What the task asks: Begin at the line with "otherwise always present." and write out every line after it, exactly, through the last line below, adding nothing.

Task input:
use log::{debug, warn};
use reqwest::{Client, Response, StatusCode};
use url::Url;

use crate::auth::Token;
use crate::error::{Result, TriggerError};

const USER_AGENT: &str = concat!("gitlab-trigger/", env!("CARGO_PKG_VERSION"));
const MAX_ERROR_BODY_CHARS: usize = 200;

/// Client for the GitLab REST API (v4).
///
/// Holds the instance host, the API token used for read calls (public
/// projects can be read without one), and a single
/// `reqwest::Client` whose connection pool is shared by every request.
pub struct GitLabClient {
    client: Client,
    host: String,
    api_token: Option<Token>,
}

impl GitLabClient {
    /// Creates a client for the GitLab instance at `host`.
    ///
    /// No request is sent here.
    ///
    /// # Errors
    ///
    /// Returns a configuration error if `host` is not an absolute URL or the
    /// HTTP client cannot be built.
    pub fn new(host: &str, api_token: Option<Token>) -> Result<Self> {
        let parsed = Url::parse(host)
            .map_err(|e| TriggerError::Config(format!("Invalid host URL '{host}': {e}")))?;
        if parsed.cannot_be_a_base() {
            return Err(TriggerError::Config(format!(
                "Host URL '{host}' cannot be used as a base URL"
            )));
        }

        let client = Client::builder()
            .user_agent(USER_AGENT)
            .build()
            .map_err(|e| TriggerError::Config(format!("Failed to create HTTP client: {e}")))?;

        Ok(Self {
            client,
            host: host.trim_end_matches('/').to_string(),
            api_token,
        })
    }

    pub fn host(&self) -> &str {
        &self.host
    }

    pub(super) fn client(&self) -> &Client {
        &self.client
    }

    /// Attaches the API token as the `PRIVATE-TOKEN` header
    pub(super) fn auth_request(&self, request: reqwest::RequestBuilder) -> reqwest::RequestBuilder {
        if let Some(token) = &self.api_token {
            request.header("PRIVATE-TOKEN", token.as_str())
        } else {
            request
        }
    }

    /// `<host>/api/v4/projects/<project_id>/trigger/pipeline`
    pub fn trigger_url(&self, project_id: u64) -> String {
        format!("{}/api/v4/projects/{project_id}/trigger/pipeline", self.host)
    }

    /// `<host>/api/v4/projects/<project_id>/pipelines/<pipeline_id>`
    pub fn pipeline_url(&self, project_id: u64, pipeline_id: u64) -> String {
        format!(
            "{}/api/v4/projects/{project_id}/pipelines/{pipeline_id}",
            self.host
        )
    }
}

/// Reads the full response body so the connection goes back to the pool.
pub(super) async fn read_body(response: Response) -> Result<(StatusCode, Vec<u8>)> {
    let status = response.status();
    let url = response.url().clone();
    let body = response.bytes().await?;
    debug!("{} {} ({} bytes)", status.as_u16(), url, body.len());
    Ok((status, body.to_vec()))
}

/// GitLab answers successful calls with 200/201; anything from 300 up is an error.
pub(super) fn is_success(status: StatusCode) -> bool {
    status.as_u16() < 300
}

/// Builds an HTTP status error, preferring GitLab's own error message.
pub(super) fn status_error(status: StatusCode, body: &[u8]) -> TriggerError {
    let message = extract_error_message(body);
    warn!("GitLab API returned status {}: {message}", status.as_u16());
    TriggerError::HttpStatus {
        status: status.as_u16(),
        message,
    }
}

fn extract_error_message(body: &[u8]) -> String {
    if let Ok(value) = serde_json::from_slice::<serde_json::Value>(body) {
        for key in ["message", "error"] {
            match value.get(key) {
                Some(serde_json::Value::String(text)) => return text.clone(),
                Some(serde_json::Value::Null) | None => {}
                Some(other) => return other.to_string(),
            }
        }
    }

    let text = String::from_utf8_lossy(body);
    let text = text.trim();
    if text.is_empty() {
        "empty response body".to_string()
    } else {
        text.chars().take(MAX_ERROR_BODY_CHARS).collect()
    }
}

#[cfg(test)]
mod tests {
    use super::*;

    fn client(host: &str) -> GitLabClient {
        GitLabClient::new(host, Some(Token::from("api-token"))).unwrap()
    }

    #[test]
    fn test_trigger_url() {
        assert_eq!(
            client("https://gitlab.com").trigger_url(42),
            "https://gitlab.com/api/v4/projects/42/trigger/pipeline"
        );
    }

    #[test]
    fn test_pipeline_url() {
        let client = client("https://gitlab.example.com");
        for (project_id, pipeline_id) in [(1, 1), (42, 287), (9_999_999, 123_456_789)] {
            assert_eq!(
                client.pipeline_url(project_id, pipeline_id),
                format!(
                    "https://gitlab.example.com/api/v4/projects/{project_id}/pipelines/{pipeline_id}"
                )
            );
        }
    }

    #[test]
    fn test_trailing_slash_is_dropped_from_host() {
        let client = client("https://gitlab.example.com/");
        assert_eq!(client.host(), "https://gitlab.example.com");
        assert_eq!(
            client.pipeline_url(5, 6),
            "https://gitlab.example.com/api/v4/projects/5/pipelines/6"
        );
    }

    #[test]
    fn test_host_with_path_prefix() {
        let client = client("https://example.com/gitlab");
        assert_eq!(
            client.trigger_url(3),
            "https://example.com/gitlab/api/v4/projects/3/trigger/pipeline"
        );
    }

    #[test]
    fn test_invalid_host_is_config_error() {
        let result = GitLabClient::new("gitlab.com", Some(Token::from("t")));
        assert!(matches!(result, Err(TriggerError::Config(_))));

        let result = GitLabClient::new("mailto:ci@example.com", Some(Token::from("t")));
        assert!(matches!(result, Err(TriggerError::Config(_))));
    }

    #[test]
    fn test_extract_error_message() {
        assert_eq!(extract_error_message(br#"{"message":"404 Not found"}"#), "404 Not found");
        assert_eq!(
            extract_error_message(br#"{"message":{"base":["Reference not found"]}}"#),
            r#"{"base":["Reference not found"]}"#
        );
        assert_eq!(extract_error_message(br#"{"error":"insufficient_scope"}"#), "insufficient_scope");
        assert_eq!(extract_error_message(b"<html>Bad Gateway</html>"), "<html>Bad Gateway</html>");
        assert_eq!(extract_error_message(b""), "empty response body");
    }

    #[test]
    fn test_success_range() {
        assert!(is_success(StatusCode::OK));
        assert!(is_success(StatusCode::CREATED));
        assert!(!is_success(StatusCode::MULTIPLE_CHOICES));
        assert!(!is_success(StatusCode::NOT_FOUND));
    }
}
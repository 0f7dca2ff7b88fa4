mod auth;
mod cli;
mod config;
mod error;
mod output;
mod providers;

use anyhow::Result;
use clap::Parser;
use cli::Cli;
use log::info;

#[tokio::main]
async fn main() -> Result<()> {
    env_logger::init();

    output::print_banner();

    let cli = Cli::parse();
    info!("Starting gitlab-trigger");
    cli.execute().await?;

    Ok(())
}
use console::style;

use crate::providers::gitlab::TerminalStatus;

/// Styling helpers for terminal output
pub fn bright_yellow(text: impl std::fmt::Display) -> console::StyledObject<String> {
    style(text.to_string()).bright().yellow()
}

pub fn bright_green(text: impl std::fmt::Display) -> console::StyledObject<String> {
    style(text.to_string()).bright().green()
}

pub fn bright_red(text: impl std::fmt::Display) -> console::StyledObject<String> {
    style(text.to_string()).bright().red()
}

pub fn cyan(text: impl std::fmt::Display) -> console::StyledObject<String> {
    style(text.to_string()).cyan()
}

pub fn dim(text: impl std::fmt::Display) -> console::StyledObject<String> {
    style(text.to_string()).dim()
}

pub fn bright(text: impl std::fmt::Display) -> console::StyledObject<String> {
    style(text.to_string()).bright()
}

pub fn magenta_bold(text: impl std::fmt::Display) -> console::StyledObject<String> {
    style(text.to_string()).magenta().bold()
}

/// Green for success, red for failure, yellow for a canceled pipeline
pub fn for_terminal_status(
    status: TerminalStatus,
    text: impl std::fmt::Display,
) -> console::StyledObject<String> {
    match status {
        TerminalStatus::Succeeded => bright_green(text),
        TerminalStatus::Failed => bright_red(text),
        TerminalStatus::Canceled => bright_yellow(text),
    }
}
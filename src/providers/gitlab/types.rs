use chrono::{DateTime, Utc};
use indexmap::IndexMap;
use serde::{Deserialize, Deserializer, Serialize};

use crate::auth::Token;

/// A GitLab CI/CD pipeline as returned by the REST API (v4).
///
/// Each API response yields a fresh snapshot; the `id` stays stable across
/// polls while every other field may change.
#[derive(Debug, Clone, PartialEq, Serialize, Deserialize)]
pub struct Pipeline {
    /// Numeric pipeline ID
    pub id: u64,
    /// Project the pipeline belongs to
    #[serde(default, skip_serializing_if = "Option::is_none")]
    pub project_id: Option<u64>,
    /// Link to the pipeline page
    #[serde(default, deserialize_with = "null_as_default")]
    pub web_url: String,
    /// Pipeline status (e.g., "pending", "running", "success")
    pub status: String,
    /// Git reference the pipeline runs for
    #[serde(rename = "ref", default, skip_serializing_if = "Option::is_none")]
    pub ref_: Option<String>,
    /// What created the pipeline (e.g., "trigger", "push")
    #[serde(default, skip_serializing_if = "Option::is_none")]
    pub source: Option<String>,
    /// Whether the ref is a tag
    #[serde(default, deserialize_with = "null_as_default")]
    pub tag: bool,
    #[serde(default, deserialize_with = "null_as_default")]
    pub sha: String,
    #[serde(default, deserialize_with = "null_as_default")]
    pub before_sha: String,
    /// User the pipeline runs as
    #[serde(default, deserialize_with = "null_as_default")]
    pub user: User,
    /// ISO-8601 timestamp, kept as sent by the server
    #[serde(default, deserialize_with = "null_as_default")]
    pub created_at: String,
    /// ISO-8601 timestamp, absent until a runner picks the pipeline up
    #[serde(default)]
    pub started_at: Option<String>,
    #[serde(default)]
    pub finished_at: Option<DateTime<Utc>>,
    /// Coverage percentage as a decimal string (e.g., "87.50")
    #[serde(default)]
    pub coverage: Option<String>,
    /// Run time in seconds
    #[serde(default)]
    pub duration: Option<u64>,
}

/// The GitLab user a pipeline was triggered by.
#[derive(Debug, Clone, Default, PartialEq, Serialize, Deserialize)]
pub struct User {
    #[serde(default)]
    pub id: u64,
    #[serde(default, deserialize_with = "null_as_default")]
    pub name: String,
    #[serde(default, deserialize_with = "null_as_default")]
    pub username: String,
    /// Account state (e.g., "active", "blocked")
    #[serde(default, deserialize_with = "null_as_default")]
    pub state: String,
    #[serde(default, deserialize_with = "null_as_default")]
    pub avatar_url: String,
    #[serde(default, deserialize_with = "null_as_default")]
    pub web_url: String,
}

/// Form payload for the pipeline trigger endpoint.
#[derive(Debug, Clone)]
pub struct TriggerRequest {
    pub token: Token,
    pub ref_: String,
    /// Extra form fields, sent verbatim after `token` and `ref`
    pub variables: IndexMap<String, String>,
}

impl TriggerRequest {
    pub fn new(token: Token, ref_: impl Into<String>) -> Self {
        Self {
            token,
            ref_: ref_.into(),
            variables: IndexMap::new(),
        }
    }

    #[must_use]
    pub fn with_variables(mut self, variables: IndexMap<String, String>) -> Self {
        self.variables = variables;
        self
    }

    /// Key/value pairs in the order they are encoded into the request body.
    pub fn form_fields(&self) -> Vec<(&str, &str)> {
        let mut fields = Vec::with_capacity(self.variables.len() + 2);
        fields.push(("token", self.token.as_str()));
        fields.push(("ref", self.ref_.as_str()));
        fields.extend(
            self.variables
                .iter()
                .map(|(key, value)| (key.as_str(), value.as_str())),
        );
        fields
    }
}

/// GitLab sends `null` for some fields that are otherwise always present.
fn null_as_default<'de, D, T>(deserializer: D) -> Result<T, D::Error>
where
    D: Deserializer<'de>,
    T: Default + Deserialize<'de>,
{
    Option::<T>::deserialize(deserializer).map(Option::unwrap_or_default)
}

Your response:
/// GitLab sends `null` for some fields that are otherwise always present.
fn null_as_default<'de, D, T>(deserializer: D) -> Result<T, D::Error>
where
    D: Deserializer<'de>,
    T: Default + Deserialize<'de>,
{
    Option::<T>::deserialize(deserializer).map(Option::unwrap_or_default)
}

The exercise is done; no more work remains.